The fact that many can’t tell the difference between Gas and Charcoal and why some serious outdoor cooks claim a better flavor with charcoal may be because of the following:

My guess as to why many can’t tell the difference has nothing to do with the charcoal flavor but has to do with the Maillard reaction and subsequent caramelization that is far easier to achieve with dry heat cooking. Most haven’t learned to properly sear a steak to begin with nor do they even know how and why to do it, so many of these tests are probably invalid if the test cooks don’t know any better. Personally I can tell a pronounced difference and more complex flavor and texture when the Maillard reaction has been properly achieved.
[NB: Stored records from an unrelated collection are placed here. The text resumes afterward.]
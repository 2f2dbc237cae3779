// persistence.rs — optional cross-restart durability for process-local state
// that the Repository (spec §4.I) doesn't own (spec §4.B: "durable snapshot
// optional").
//
// Kept from the teacher almost verbatim: same `load_state`/`save_state`
// JSON-file pair, same file-existence check, same `info!`/`error!` log
// style. Only the payload changed, from the teacher's single-account
// `EngineState{balance, positions, ...}` to a `NonceSnapshot` per signing
// wallet, since this relay's durable facts (followers, trades, positions)
// already live behind `crate::repository::Repository` — the only thing left
// that would otherwise reset to zero across a restart is each wallet's nonce
// high-water mark.

use log::{error, info};
use std::fs;
use std::path::Path;

use crate::nonce::NonceSnapshot;

pub fn load_nonce_snapshot<P: AsRef<Path>>(path: P) -> NonceSnapshot {
    if path.as_ref().exists() {
        match fs::read_to_string(&path) {
            Ok(content) => match serde_json::from_str::<NonceSnapshot>(&content) {
                Ok(snapshot) => {
                    info!("Loaded nonce snapshot from {:?}: {} wallet(s)", path.as_ref(), snapshot.last_nonce_by_wallet.len());
                    return snapshot;
                }
                Err(e) => error!("Failed to parse nonce snapshot file: {}", e),
            },
            Err(e) => error!("Failed to read nonce snapshot file: {}", e),
        }
    }
    info!("Nonce snapshot file not found at {:?}. Starting with an empty vault.", path.as_ref());
    NonceSnapshot::default()
}

pub fn save_nonce_snapshot<P: AsRef<Path>>(path: P, snapshot: &NonceSnapshot) {
    match serde_json::to_string_pretty(snapshot) {
        Ok(content) => {
            if let Err(e) = fs::write(path, content) {
                error!("Failed to write nonce snapshot file: {}", e);
            }
        }
        Err(e) => error!("Failed to serialize nonce snapshot: {}", e),
    }
}

#[cfg(test)]
mod tests {
    use super::*;

    #[test]
    fn round_trips_through_a_temp_file() {
        let mut snapshot = NonceSnapshot::default();
        snapshot.last_nonce_by_wallet.insert("0xWALLET".to_string(), 42);
        let path = std::env::temp_dir().join(format!("copy_relay_nonce_test_{}.json", uuid::Uuid::new_v4()));

        save_nonce_snapshot(&path, &snapshot);
        let loaded = load_nonce_snapshot(&path);
        assert_eq!(loaded.last_nonce_by_wallet.get("0xWALLET"), Some(&42));

        let _ = fs::remove_file(&path);
    }

    #[test]
    fn missing_file_yields_empty_snapshot() {
        let path = std::env::temp_dir().join(format!("copy_relay_nonce_missing_{}.json", uuid::Uuid::new_v4()));
        let loaded = load_nonce_snapshot(&path);
        assert!(loaded.last_nonce_by_wallet.is_empty());
    }
}
#[derive(Serialize)]
struct OrderWireMsgPack {
    a: u32,
    b: bool,
    p: String,
    s: String,
    r: bool,
    t: OrderTypeWireMsgPack,
}

#[derive(Serialize)]
struct OrderTypeWireMsgPack {
    limit: LimitOrderWireMsgPack,
}

#[derive(Serialize)]
struct LimitOrderWireMsgPack {
    tif: String,
}

#[derive(Serialize)]
struct OrderActionMsgPack {
    r#type: String,
    orders: Vec<OrderWireMsgPack>,
    grouping: String,
}

/// Computes the action hash matching the Python SDK's `action_hash()`:
/// `keccak(msgpack(action) || nonce.to_bytes(8, "big") || vault_marker)`.
fn compute_action_hash(action: &OrderActionWire, nonce: u64, vault_address: Option<&str>) -> [u8; 32] {
    let msgpack_orders: Vec<OrderWireMsgPack> = action
        .orders
        .iter()
        .map(|o| {
            let tif_str = match &o.order_type {
                OrderTypeWire::Limit(l) => l.tif.clone(),
            };
            OrderWireMsgPack {
                a: o.asset,
                b: o.is_buy,
                p: o.limit_px.clone(),
                s: o.sz.clone(),
                r: o.reduce_only,
                t: OrderTypeWireMsgPack { limit: LimitOrderWireMsgPack { tif: tif_str } },
            }
        })
        .collect();

    let msgpack_action = OrderActionMsgPack {
        r#type: action.r#type.clone(),
        orders: msgpack_orders,
        grouping: action.grouping.clone(),
    };

    let mut buf = Vec::new();
    let mut serializer = Serializer::new(&mut buf).with_struct_map();
    msgpack_action
        .serialize(&mut serializer)
        .expect("msgpack serialization of a well-formed action never fails");

    buf.extend_from_slice(&nonce.to_be_bytes());
    match vault_address {
        None => buf.push(0x00),
        Some(addr) => {
            buf.push(0x01);
            let addr_clean = addr.strip_prefix("0x").unwrap_or(addr);
            if let Ok(bytes) = hex::decode(addr_clean) {
                buf.extend_from_slice(&bytes);
            }
        }
    }
    keccak256(&buf)
}

fn agent_domain_hash(chain_id: u64) -> [u8; 32] {
    EIP712Domain {
        name: Some("Exchange".to_string()),
        version: Some("1".to_string()),
        chain_id: Some(U256::from(chain_id)),
        verifying_contract: Some(EthAddress::zero()),
        salt: None,
    }
    .separator()
}

fn sign_agent_digest(action_hash: [u8; 32], chain_id: u64) -> H256 {
    let action_hash_h256 = H256::from(action_hash);
    let domain_hash = agent_domain_hash(chain_id);
    let agent_type_hash = keccak256("Agent(string source,bytes32 connectionId)".as_bytes());
    let source_hash = keccak256("a".as_bytes());

    let mut encoded = Vec::new();
    encoded.extend_from_slice(&agent_type_hash);
    encoded.extend_from_slice(&source_hash);
    encoded.extend_from_slice(action_hash_h256.as_bytes());
    let struct_hash = keccak256(&encoded);

    let mut final_payload = Vec::new();
    final_payload.extend_from_slice(&[0x19, 0x01]);
    final_payload.extend_from_slice(&domain_hash);
    final_payload.extend_from_slice(&struct_hash);
    H256::from(keccak256(&final_payload))
}

/// `HyperliquidSignTransaction` domain per spec §4.B/§6: domain carries the
/// configured `chain_id` and the signing wallet as `verifying_contract`;
/// the primary type's `action` field is the canonical JSON serialization of
/// the action object (byte-identical to what is later submitted — testable
/// property §8.7).
fn sign_transaction_digest(action_json: &serde_json::Value, nonce: u64, chain_id: u64, wallet_address: &str) -> Result<H256, RelayError> {
    let verifying_contract = EthAddress::from_str(wallet_address)
        .map_err(|e| RelayError::SignatureError(format!("bad wallet address: {}", e)))?;

    let domain_hash = EIP712Domain {
        name: Some("HyperliquidSignTransaction".to_string()),
        version: Some("1".to_string()),
        chain_id: Some(U256::from(chain_id)),
        verifying_contract: Some(verifying_contract),
        salt: None,
    }
    .separator();

    let action_str = serde_json::to_string(action_json)?;
    let type_hash = keccak256(
        "HyperliquidTransaction(string action,uint64 nonce,uint256 chainId)".as_bytes(),
    );
    let action_hash = keccak256(action_str.as_bytes());

    let mut encoded = Vec::new();
    encoded.extend_from_slice(&type_hash);
    encoded.extend_from_slice(&action_hash);
    encoded.extend_from_slice(&{
        let mut nonce_bytes = [0u8; 32];
        nonce_bytes[24..].copy_from_slice(&nonce.to_be_bytes());
        nonce_bytes
    });
    encoded.extend_from_slice(&{
        let mut chain_bytes = [0u8; 32];
        U256::from(chain_id).to_big_endian(&mut chain_bytes);
        chain_bytes
    });
    let struct_hash = keccak256(&encoded);

    let mut final_payload = Vec::new();
    final_payload.extend_from_slice(&[0x19, 0x01]);
    final_payload.extend_from_slice(&domain_hash);
    final_payload.extend_from_slice(&struct_hash);
    Ok(H256::from(keccak256(&final_payload)))
}

fn signature_from_recoverable(sig: ethers_core::types::Signature) -> Signature {
    Signature {
        r: format!("0x{:0>64x}", sig.r),
        s: format!("0x{:0>64x}", sig.s),
        v: sig.v.max(27) as u8,
    }
}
The contrast between the crispy flavorful exterior and the tender juicy soft interior is what makes a great steak truly special and different. People don’t put enough stock into texture or maybe many are not that sensitive to texture but it has as much to do with taste as flavor, temperature, smell and looks do. As for the smoke flavor I don’t think it is all that pertinent since it is well known that smoking wood chips can be done on both types of grills and smoke flavor should overpower and obscure any hardwood lump charcoal flavoring which is also a smoke flavor. 


This is probably why no top chef at any respectable restaurant will use a gas grill, most will pan sear and finish off in an oven, both of which are “Dry” heat. A charcoal grill will give you dry heat as well but the difficulties of heat control and the extra time of waiting on the coals to reach optimum temperature is more of a pain then most busy kitchens can afford. The only 4 star restaurant near me (The Mansion at Turtle Creek Dallas) uses of all things, a Hasty bake charcoal oven for their award winning steaks and their one of only a few top high rated restaurant that bother with charcoal at all.
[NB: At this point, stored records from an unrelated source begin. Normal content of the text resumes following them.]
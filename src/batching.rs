// batching.rs — Order Batching Engine (spec §4.G).
//
// Grounded on the teacher's `execution.rs::MmExecutionEngine`: a single
// owner task that aggregates intents and submits them as one exchange call,
// generalized here from "one MM engine, one submission loop" to "one actor
// per signing wallet" since this relay signs on behalf of many distinct
// follower wallets concurrently, each with its own nonce sequence and rate
// budget. The `tokio::spawn` background-task-per-unit-of-work shape mirrors
// the teacher's `main.rs` wiring.

use dashmap::DashMap;
use std::collections::VecDeque;
use std::sync::Arc;
use tokio::sync::{mpsc, Mutex};
use tokio::time::{Duration, Instant};

use crate::error::RelayError;
use crate::gateway::{ExchangeClient, OrderIntent, OrderStatus};
use crate::metadata::MetadataCache;
use crate::model::Address;
use crate::nonce::NonceVault;
use crate::risk::{Order, Tif};
use crate::signing::Signer;

/// Resolves the `Signer` authorized to sign for a given delegated wallet.
/// Kept as a trait so the relay can back it with a key vault, an HSM, or (in
/// tests) a plain in-memory map without batching.rs knowing the difference.
pub trait SignerRegistry: Send + Sync {
    fn signer_for(&self, wallet: &Address) -> Option<Arc<Signer>>;
}

pub struct InMemorySignerRegistry {
    signers: DashMap<Address, Arc<Signer>>,
}

impl InMemorySignerRegistry {
    pub fn new() -> Self {
        Self { signers: DashMap::new() }
    }

    pub fn insert(&self, wallet: Address, signer: Arc<Signer>) {
        self.signers.insert(wallet, signer);
    }
}

impl Default for InMemorySignerRegistry {
    fn default() -> Self {
        Self::new()
    }
}

impl SignerRegistry for InMemorySignerRegistry {
    fn signer_for(&self, wallet: &Address) -> Option<Arc<Signer>> {
        self.signers.get(wallet).map(|e| e.value().clone())
    }
}

/// Simple token bucket: refills continuously at `rate_per_min`, capped at
/// `rate_per_min` tokens, consumed one-per-request. FIFO is provided by the
/// caller awaiting `acquire` on a `Mutex`-guarded bucket (spec §4.G: "waiters
/// are FIFO").
struct TokenBucket {
    capacity: f64,
    tokens: f64,
    refill_per_sec: f64,
    last_refill: Instant,
}

impl TokenBucket {
    fn new(rate_per_min: u32) -> Self {
        let capacity = rate_per_min as f64;
        Self { capacity, tokens: capacity, refill_per_sec: capacity / 60.0, last_refill: Instant::now() }
    }

    fn refill(&mut self) {
        let now = Instant::now();
        let elapsed = now.duration_since(self.last_refill).as_secs_f64();
        self.tokens = (self.tokens + elapsed * self.refill_per_sec).min(self.capacity);
        self.last_refill = now;
    }

    fn try_take(&mut self) -> bool {
        self.refill();
        if self.tokens >= 1.0 {
            self.tokens -= 1.0;
            true
        } else {
            false
        }
    }
}

pub struct RateLimiter {
    wallet_buckets: DashMap<Address, Mutex<TokenBucket>>,
    global_bucket: Mutex<TokenBucket>,
    wallet_rate_limit_per_min: u32,
}

impl RateLimiter {
    pub fn new(wallet_rate_limit_per_min: u32, global_rate_limit_per_min: u32) -> Self {
        Self {
            wallet_buckets: DashMap::new(),
            global_bucket: Mutex::new(TokenBucket::new(global_rate_limit_per_min)),
            wallet_rate_limit_per_min,
        }
    }

    /// Blocks (briefly polling) until both the wallet and global buckets have
    /// a token available.
    pub async fn acquire(&self, wallet: &Address) {
        loop {
            let wallet_ok = {
                let entry = self
                    .wallet_buckets
                    .entry(wallet.clone())
                    .or_insert_with(|| Mutex::new(TokenBucket::new(self.wallet_rate_limit_per_min)));
                entry.lock().await.try_take()
            };
            let global_ok = self.global_bucket.lock().await.try_take();
            if wallet_ok && global_ok {
                return;
            }
            tokio::time::sleep(Duration::from_millis(25)).await;
        }
    }
}

#[derive(Debug, Clone, Copy, PartialEq, Eq)]
pub enum OrderState {
    Pending,
    Submitted,
    Resting,
    Filled,
    PartialFilled,
    Rejected,
    Cancelled,
    Failed,
    Expired,
}

/// A submitted order's bookkeeping row, handed to the Reconciliation Worker.
/// Carries enough of the originating candidate (spec §3 CopyTrade linkage)
/// that the worker can write the follower-side trade fact without a second
/// round trip back through the Risk Pipeline.
#[derive(Debug, Clone)]
pub struct SubmittedOrder {
    pub wallet: Address,
    pub asset: String,
    pub cloid: Option<String>,
    pub oid: Option<u64>,
    pub state: OrderState,
    pub follower_id: uuid::Uuid,
    pub leader_address: Address,
    pub side: crate::model::Side,
    pub leader_fill_hash: Option<String>,
    pub original_size: f64,
    pub original_price: f64,
    pub leader_fill_time_ms: i64,
    pub executed_size: Option<f64>,
    pub executed_price: Option<f64>,
}

pub struct BatchingConfig {
    pub batch_window: Duration,
    pub max_batch: usize,
    pub wallet_rate_limit_per_min: u32,
    pub global_rate_limit_per_min: u32,
}

impl Default for BatchingConfig {
    fn default() -> Self {
        Self { batch_window: Duration::from_millis(100), max_batch: 50, wallet_rate_limit_per_min: 1_200, global_rate_limit_per_min: 2_000 }
    }
}

/// Routes risk-approved orders to one actor task per signing wallet.
pub struct OrderBatchingEngine {
    gateway: Arc<dyn ExchangeClient>,
    metadata: Arc<MetadataCache>,
    nonces: Arc<NonceVault>,
    signers: Arc<dyn SignerRegistry>,
    limiter: Arc<RateLimiter>,
    config: Arc<BatchingConfig>,
    wallet_channels: DashMap<Address, mpsc::Sender<Order>>,
    submitted_tx: mpsc::Sender<SubmittedOrder>,
}

impl OrderBatchingEngine {
    pub fn new(
        gateway: Arc<dyn ExchangeClient>,
        metadata: Arc<MetadataCache>,
        nonces: Arc<NonceVault>,
        signers: Arc<dyn SignerRegistry>,
        config: BatchingConfig,
    ) -> (Self, mpsc::Receiver<SubmittedOrder>) {
        let (submitted_tx, submitted_rx) = mpsc::channel(1_000);
        let limiter = Arc::new(RateLimiter::new(config.wallet_rate_limit_per_min, config.global_rate_limit_per_min));
        (
            Self {
                gateway,
                metadata,
                nonces,
                signers,
                limiter,
                config: Arc::new(config),
                wallet_channels: DashMap::new(),
                submitted_tx,
            },
            submitted_rx,
        )
    }

    /// Routes `order` to its wallet's actor, spawning the actor on first use.
    pub async fn submit(self: &Arc<Self>, order: Order) {
        let wallet = order.follower.signing_wallet.clone();
        let tx = {
            if let Some(existing) = self.wallet_channels.get(&wallet) {
                existing.clone()
            } else {
                let (tx, rx) = mpsc::channel(self.config.max_batch * 4);
                self.wallet_channels.insert(wallet.clone(), tx.clone());
                let engine = self.clone();
                let wallet_for_actor = wallet.clone();
                tokio::spawn(async move {
                    engine.run_wallet_actor(wallet_for_actor, rx).await;
                });
                tx
            }
        };
        if tx.send(order).await.is_err() {
            log::error!("[BATCHING] wallet actor channel closed, order dropped");
        }
    }

    async fn run_wallet_actor(self: Arc<Self>, wallet: Address, mut rx: mpsc::Receiver<Order>) {
        let mut buffer: VecDeque<Order> = VecDeque::new();
        loop {
            let deadline = tokio::time::sleep(self.config.batch_window);
            tokio::pin!(deadline);
            let mut got_any = false;
            loop {
                tokio::select! {
                    maybe_order = rx.recv(), if buffer.len() < self.config.max_batch => {
                        match maybe_order {
                            Some(order) => {
                                buffer.push_back(order);
                                got_any = true;
                                if buffer.len() >= self.config.max_batch {
                                    break;
                                }
                            }
                            None => {
                                if !buffer.is_empty() {
                                    self.flush(&wallet, &mut buffer).await;
                                }
                                return;
                            }
                        }
                    }
                    _ = &mut deadline => { break; }
                }
            }
            if got_any || !buffer.is_empty() {
                self.flush(&wallet, &mut buffer).await;
            }
        }
    }

    async fn flush(&self, wallet: &Address, buffer: &mut VecDeque<Order>) {
        if buffer.is_empty() {
            return;
        }
        let orders: Vec<Order> = buffer.drain(..).collect();
        let (alo, ioc): (Vec<Order>, Vec<Order>) = orders.into_iter().partition(|o| matches!(o.tif, Tif::Alo));

        // IOC/GTC batch submitted first, ALO after, to avoid accidental crossing.
        if !ioc.is_empty() {
            self.submit_batch(wallet, ioc, "na").await;
        }
        if !alo.is_empty() {
            self.submit_batch(wallet, alo, "alo").await;
        }
    }

    async fn submit_batch(&self, wallet: &Address, orders: Vec<Order>, grouping: &str) {
        let Some(signer) = self.signers.signer_for(wallet) else {
            log::error!("[BATCHING] no signer registered for wallet={}, dropping {} orders", wallet, orders.len());
            return;
        };

        let meta = self.metadata.snapshot().await;
        let mut intents = Vec::with_capacity(orders.len());
        let mut resolved_orders = Vec::with_capacity(orders.len());
        for mut order in orders {
            let Some(asset_id) = meta.raw_asset_index(&order.asset) else {
                log::warn!("[BATCHING] unresolvable asset={} for wallet={}, dropping order", order.asset, wallet);
                continue;
            };
            if let Some(tick_decimals) = meta.tick_decimals(&order.asset) {
                let factor = 10f64.powi(tick_decimals as i32);
                order.price = (order.price * factor).round() / factor;
            }
            intents.push(OrderIntent {
                asset: asset_id,
                is_buy: order.side.is_buy(),
                limit_px: order.price,
                sz: order.size,
                reduce_only: order.reduce_only,
                tif: order.tif.as_wire().to_string(),
                cloid: order.cloid.clone(),
            });
            resolved_orders.push(order);
        }
        let orders = resolved_orders;
        if intents.is_empty() {
            return;
        }

        self.limiter.acquire(wallet).await;
        let nonce = self.nonces.next_nonce(wallet).await;

        let result = self.gateway.place_orders(intents.clone(), &signer, nonce, grouping).await;
        match result {
            Ok(placed) => self.record_results(wallet, &orders, placed.statuses).await,
            Err(RelayError::AuthRejected(msg)) => {
                log::error!("[BATCHING] wallet={} auth rejected, bumping nonce floor: {}", wallet, msg);
                self.nonces.bump_to_now(wallet).await;
                self.mark_all_failed(wallet, &orders, &msg).await;
            }
            Err(RelayError::Transient(msg)) => {
                log::warn!("[BATCHING] wallet={} transient failure, retrying once: {}", wallet, msg);
                tokio::time::sleep(Duration::from_millis(250)).await;
                let retry_nonce = self.nonces.next_nonce(wallet).await;
                match self.gateway.place_orders(intents, &signer, retry_nonce, grouping).await {
                    Ok(placed) => self.record_results(wallet, &orders, placed.statuses).await,
                    Err(e) => {
                        log::error!("[BATCHING] wallet={} retry failed, marking batch failed: {}", wallet, e);
                        self.mark_all_failed(wallet, &orders, &e.to_string()).await;
                    }
                }
            }
            Err(e) => {
                log::error!("[BATCHING] wallet={} submission failed: {}", wallet, e);
                self.mark_all_failed(wallet, &orders, &e.to_string()).await;
            }
        }
    }

    async fn record_results(&self, wallet: &Address, orders: &[Order], statuses: Vec<OrderStatus>) {
        for (order, status) in orders.iter().zip(statuses.into_iter()) {
            let (state, oid, executed_size, executed_price) = match status {
                OrderStatus::Resting { oid } => (OrderState::Resting, Some(oid), None, None),
                OrderStatus::Filled { sz, avg_px } => (OrderState::Filled, None, Some(sz), Some(avg_px)),
                OrderStatus::Error { msg } => {
                    log::warn!("[BATCHING] wallet={} asset={} order error: {}", wallet, order.asset, msg);
                    (OrderState::Rejected, None, None, None)
                }
            };
            let submitted = SubmittedOrder {
                wallet: wallet.clone(),
                asset: order.asset.clone(),
                cloid: order.cloid.clone(),
                oid,
                state,
                follower_id: order.follower.id,
                leader_address: order.follower.leader_address.clone(),
                side: order.side,
                leader_fill_hash: order.leader_fill_hash.clone(),
                original_size: order.original_size,
                original_price: order.original_price,
                leader_fill_time_ms: order.leader_fill_time_ms,
                executed_size,
                executed_price,
            };
            if self.submitted_tx.send(submitted).await.is_err() {
                log::error!("[BATCHING] reconciliation channel closed, dropping submission record");
            }
        }
    }

    async fn mark_all_failed(&self, wallet: &Address, orders: &[Order], reason: &str) {
        for order in orders {
            log::error!("[BATCHING] wallet={} asset={} marked failed: {}", wallet, order.asset, reason);
            let submitted = SubmittedOrder {
                wallet: wallet.clone(),
                asset: order.asset.clone(),
                cloid: order.cloid.clone(),
                oid: None,
                state: OrderState::Failed,
                follower_id: order.follower.id,
                leader_address: order.follower.leader_address.clone(),
                side: order.side,
                leader_fill_hash: order.leader_fill_hash.clone(),
                original_size: order.original_size,
                original_price: order.original_price,
                leader_fill_time_ms: order.leader_fill_time_ms,
                executed_size: None,
                executed_price: None,
            };
            let _ = self.submitted_tx.send(submitted).await;
        }
    }
}

#[cfg(test)]
mod tests {
    use super::*;

    #[test]
    fn token_bucket_refills_over_time() {
        let mut bucket = TokenBucket::new(60); // 1/sec
        for _ in 0..60 {
            assert!(bucket.try_take());
        }
        assert!(!bucket.try_take());
    }

    #[test]
    fn signer_registry_returns_none_for_unknown_wallet() {
        let registry = InMemorySignerRegistry::new();
        assert!(registry.signer_for(&"0xUNKNOWN".to_string()).is_none());
    }
}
So technically if you want the best prime cooked steak it will either be done on a stovetop and finished in the oven or on a charcoal grill with someone who really knows what their doing and how to sear properly. BTW, wide grate spacing makes it very difficult.

In addition, searing does not seal in the juices, that is a myth, in fact it does the opposite. Searing only tastes better because of the Maillard reaction. Achieving a juicer cut of steak is done by letting the meat set for a short period which will allow the juices that have moved to the middle of the meat redistribute throughout the meat evenly which keeps much of the juices from running out when it is cut.
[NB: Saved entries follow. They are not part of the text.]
#[cfg(test)]
mod tests {
    use super::*;
    use crate::model::{RiskSettings};

    fn sample_follower(leader: &str) -> Follower {
        let now = Utc::now();
        Follower {
            id: Uuid::new_v4(),
            owner_user_id: "user-1".to_string(),
            leader_address: leader.to_string(),
            signing_wallet: "0xWALLET".to_string(),
            copy_percentage: 50.0,
            max_position_size: 10_000.0,
            stop_loss_pct: None,
            take_profit_pct: None,
            is_active: true,
            risk_settings: RiskSettings::default(),
            created_at: now,
            updated_at: now,
        }
    }

    #[tokio::test]
    async fn in_memory_repo_enforces_follower_uniqueness() {
        let repo = InMemoryRepository::new();
        let f1 = sample_follower("0xLEADER");
        repo.put_follower(&f1).await.unwrap();
        let mut f2 = sample_follower("0xLEADER");
        f2.id = Uuid::new_v4();
        assert!(repo.put_follower(&f2).await.is_err());
    }

    #[tokio::test]
    async fn follower_cache_serves_ttl_window_then_refetches() {
        let repo: Arc<dyn Repository> = Arc::new(InMemoryRepository::new());
        let f = sample_follower("0xLEADER");
        repo.put_follower(&f).await.unwrap();
        let cache = FollowerCache::new(repo.clone(), std::time::Duration::from_millis(20));
        let first = cache.followers_for(&"0xLEADER".to_string()).await.unwrap();
        assert_eq!(first.len(), 1);
        tokio::time::sleep(std::time::Duration::from_millis(30)).await;
        cache.invalidate(&"0xLEADER".to_string()).await;
        let second = cache.followers_for(&"0xLEADER".to_string()).await.unwrap();
        assert_eq!(second.len(), 1);
    }

    #[tokio::test]
    async fn put_trade_is_idempotent_on_leader_fill_hash() {
        let repo = InMemoryRepository::new();
        let trade = TradeRecord {
            id: Uuid::new_v4(),
            leader_address: "0xLEADER".to_string(),
            follower_id: None,
            asset: "BTC".to_string(),
            side: crate::model::Side::Buy,
            size: 1.0,
            price: 30_000.0,
            order_type: crate::model::OrderType::Limit,
            is_leader_trade: true,
            executed_at: Utc::now(),
            exchange_tx_id: None,
            status: crate::model::TradeStatus::Filled,
            fill_hash: "hash-1".to_string(),
        };
        assert!(repo.put_trade(&trade).await.unwrap());
        assert!(!repo.put_trade(&trade).await.unwrap());
    }

    fn sample_trade(leader: &str, follower_id: Option<Uuid>, fill_hash: &str) -> TradeRecord {
        TradeRecord {
            id: Uuid::new_v4(),
            leader_address: leader.to_string(),
            follower_id,
            asset: "BTC".to_string(),
            side: crate::model::Side::Buy,
            size: 1.0,
            price: 30_000.0,
            order_type: crate::model::OrderType::Limit,
            is_leader_trade: follower_id.is_none(),
            executed_at: Utc::now(),
            exchange_tx_id: None,
            status: crate::model::TradeStatus::Filled,
            fill_hash: fill_hash.to_string(),
        }
    }

    /// Regression test for the NULL-distinctness bug: SQLite treats every
    /// NULL in a UNIQUE index as distinct, so a naive
    /// `UNIQUE(leader_address, fill_hash, follower_id)` index never catches
    /// two leader rows (follower_id = NULL) for the same fill. The partial
    /// indexes must close that hole on the actual durable backend, not just
    /// `InMemoryRepository`.
    #[tokio::test]
    async fn sqlite_repo_put_trade_is_idempotent_for_leader_rows() {
        let path = std::env::temp_dir().join(format!("copy-relay-test-{}.db", Uuid::new_v4()));
        let repo = SqliteRepository::connect(path.to_str().unwrap()).await.unwrap();

        let trade = sample_trade("0xLEADER", None, "hash-1");
        assert!(repo.put_trade(&trade).await.unwrap());
        let mut retried = sample_trade("0xLEADER", None, "hash-1");
        retried.id = Uuid::new_v4();
        assert!(!repo.put_trade(&retried).await.unwrap());

        // a second, distinct leader fact still inserts.
        let other = sample_trade("0xLEADER", None, "hash-2");
        assert!(repo.put_trade(&other).await.unwrap());

        let _ = std::fs::remove_file(&path);
    }

    #[tokio::test]
    async fn sqlite_repo_put_trade_is_idempotent_for_copy_rows() {
        let path = std::env::temp_dir().join(format!("copy-relay-test-{}.db", Uuid::new_v4()));
        let repo = SqliteRepository::connect(path.to_str().unwrap()).await.unwrap();
        let follower_id = Uuid::new_v4();

        let trade = sample_trade("0xLEADER", Some(follower_id), "hash-1");
        assert!(repo.put_trade(&trade).await.unwrap());
        let mut retried = sample_trade("0xLEADER", Some(follower_id), "hash-1");
        retried.id = Uuid::new_v4();
        assert!(!repo.put_trade(&retried).await.unwrap());

        // the matching leader row (follower_id NULL) for the same fill_hash
        // is a distinct conflict target and still inserts.
        let leader_row = sample_trade("0xLEADER", None, "hash-1");
        assert!(repo.put_trade(&leader_row).await.unwrap());

        let _ = std::fs::remove_file(&path);
    }
}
Sorry I couldnt site the links that support my research, but the forum rules wont let me so I had to edit all of them out, and there were several good ones.


Also, thanks to the grill guru at the Grill Shoppe in Fort Worth for educating me on this, and getting me interested enough to study about this subject enough to find some supporting evidence on the Internet.


----------



## Andy M. (Jun 6, 2008)

I think you are overplaying the moisture aspect of cooking on a gas grill.  Linking grilling with a gas grill to braising or stewing is simply absurd.  Stewing and braising involve meat's being partially or fully submerged in a liquid.  This in no way compares to a higher humidity level in a gas grill vs a charcoal grill.

I have cooked on both gas and charcoal grills and can obtain the appropriate browning and degree of doneness on both.  

I think most restaurants use a salamander to cook steaks.  They can be either gas or electric.

You are correct about the importance of resting the cooked meat.  It also helps a great deal to bring a steak to room temp before grilling.

Studies have shown that much of the "charcoal" flavor obtained from grilling is due to the vaporization of meat juices dripping onto hot coals/lava rocks/flavorizer bars.  The resulting smoke flavors the meat.  This effect would be available on gas and charcoal grills but not in a skillet or outdoor gas griddle.


----------



## Kingdaddy (Jun 6, 2008)

I wasn’t trying to link Gas grilling to braising or stewing, I was trying to show that wet heat cooking was reserved for tougher meats that are generally braised or stewed.  Also from what I understand it’s not just a little moister that comes from gas grilling, it’s a lot, almost 60% water vapor which steams the meat and makes it very difficult to achieve the Maillard effect.

Look up the Maillard effect in Wiki, I couldn’t add all the links that support the conclusion I came too.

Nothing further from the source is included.